Collected data
//! Skin tone rejection for garment samples
//!
//! Arms, necks and hands bleed into garment zones. Pixels whose HSL falls in
//! any configured skin range are dropped before color extraction.

use serde::{Deserialize, Serialize};

use super::conversion::{rgb_to_hsl, Hsl, Rgb};

/// Inclusive HSL ranges approximating one group of skin tones
#[derive(Debug, Clone, Copy, PartialEq, Serialize, Deserialize)]
pub struct SkinRange {
    pub hue: (f64, f64),
    pub saturation: (f64, f64),
    pub lightness: (f64, f64),
}

impl SkinRange {
    pub fn new(hue: (f64, f64), saturation: (f64, f64), lightness: (f64, f64)) -> Self {
        Self {
            hue,
            saturation,
            lightness,
        }
    }

    /// Light/medium and darker skin tones
    pub fn defaults() -> Vec<SkinRange> {
        vec![
            SkinRange::new((5.0, 45.0), (15.0, 70.0), (20.0, 80.0)),
            SkinRange::new((15.0, 40.0), (20.0, 60.0), (10.0, 50.0)),
        ]
    }

    pub fn contains(&self, hsl: &Hsl) -> bool {
        (self.hue.0..=self.hue.1).contains(&hsl.h)
            && (self.saturation.0..=self.saturation.1).contains(&hsl.s)
            && (self.lightness.0..=self.lightness.1).contains(&hsl.l)
    }
}

/// Classifies pixels against a set of skin ranges
#[derive(Debug, Clone, PartialEq)]
pub struct SkinFilter {
    ranges: Vec<SkinRange>,
}

impl Default for SkinFilter {
    fn default() -> Self {
        Self::new()
    }
}

impl SkinFilter {
    /// Create a skin filter with the default ranges
    pub fn new() -> Self {
        Self::with_ranges(SkinRange::defaults())
    }

    /// Create a skin filter with custom ranges
    pub fn with_ranges(ranges: Vec<SkinRange>) -> Self {
        Self { ranges }
    }

    pub fn ranges(&self) -> &[SkinRange] {
        &self.ranges
    }

    pub fn is_skin_color(&self, pixel: Rgb) -> bool {
        let hsl = rgb_to_hsl(pixel);
        self.ranges.iter().any(|range| range.contains(&hsl))
    }

    /// Keep only pixels that are not skin-toned
    pub fn reject_skin_pixels(&self, pixels: &[Rgb]) -> Vec<Rgb> {
        pixels
            .iter()
            .copied()
            .filter(|p| !self.is_skin_color(*p))
            .collect()
    }
}
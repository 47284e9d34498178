//! Outfit confidence estimate
//!
//! How confidently an outfit reads to a viewer, from 0 to 100. Six factors
//! over aggregate HSL statistics add up to 100 at best.

use super::stats::{bell_curve, hue_spread, lightnesses, mean, saturations, std_dev};
use crate::color::ColorRecord;
use crate::constants::confidence::*;
use crate::harmony::analyze_temperature;

/// Confidence estimate in [0, 100]; no colors means no confidence
pub fn calculate_confidence(colors: &[ColorRecord]) -> u32 {
    if colors.is_empty() {
        return 0;
    }

    let lightness = lightnesses(colors);
    let saturation = saturations(colors);

    let curve = |value: f64, (center, spread): (f64, f64)| bell_curve(value, center, spread);

    let contrast = CONTRAST_MAX * curve(std_dev(&lightness), LIGHTNESS_SPREAD_CURVE);
    let vibrancy = SATURATION_MAX * curve(mean(&saturation), SATURATION_CURVE);
    let balance = balance_factor(colors);
    let anchor = neutral_anchor_factor(colors);
    let intentionality = intentionality_factor(colors);
    let darkness = DARKNESS_MAX * curve(mean(&lightness), DARKNESS_CURVE);

    let total = contrast + vibrancy + balance + anchor + intentionality + darkness;
    log::trace!(
        "Confidence factors: contrast {:.1}, saturation {:.1}, balance {:.1}, anchor {:.1}, intent {:.1}, darkness {:.1}",
        contrast,
        vibrancy,
        balance,
        anchor,
        intentionality,
        darkness
    );

    total.round().clamp(0.0, 100.0) as u32
}

/// Warm/cool balance
fn balance_factor(colors: &[ColorRecord]) -> f64 {
    let coherence = analyze_temperature(colors).coherence;
    if coherence >= 1.0 {
        BALANCE_MAX
    } else if coherence >= 0.6 {
        BALANCE_MAX * 2.0 / 3.0
    } else {
        BALANCE_MAX / 3.0
    }
}

fn neutral_anchor_factor(colors: &[ColorRecord]) -> f64 {
    let neutrals = colors.iter().filter(|c| c.is_fashion_neutral()).count();
    if neutrals == colors.len() {
        NEUTRAL_ANCHOR_MAX * 2.0 / 3.0
    } else if neutrals > 0 {
        NEUTRAL_ANCHOR_MAX
    } else {
        NEUTRAL_ANCHOR_MAX / 3.0
    }
}

/// Cohesive or deliberately opposed hues read as intentional
fn intentionality_factor(colors: &[ColorRecord]) -> f64 {
    let spread = hue_spread(colors);
    if spread <= 60.0 {
        INTENTIONALITY_MAX
    } else if spread >= 150.0 {
        INTENTIONALITY_MAX * 0.8
    } else {
        INTENTIONALITY_MAX * 0.4
    }
}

§ What to work on: Find every line above that contains the word "ColorRecord", and return each one.

§ Task answer:
use crate::color::ColorRecord;
pub fn calculate_confidence(colors: &[ColorRecord]) -> u32 {
fn balance_factor(colors: &[ColorRecord]) -> f64 {
fn neutral_anchor_factor(colors: &[ColorRecord]) -> f64 {
fn intentionality_factor(colors: &[ColorRecord]) -> f64 {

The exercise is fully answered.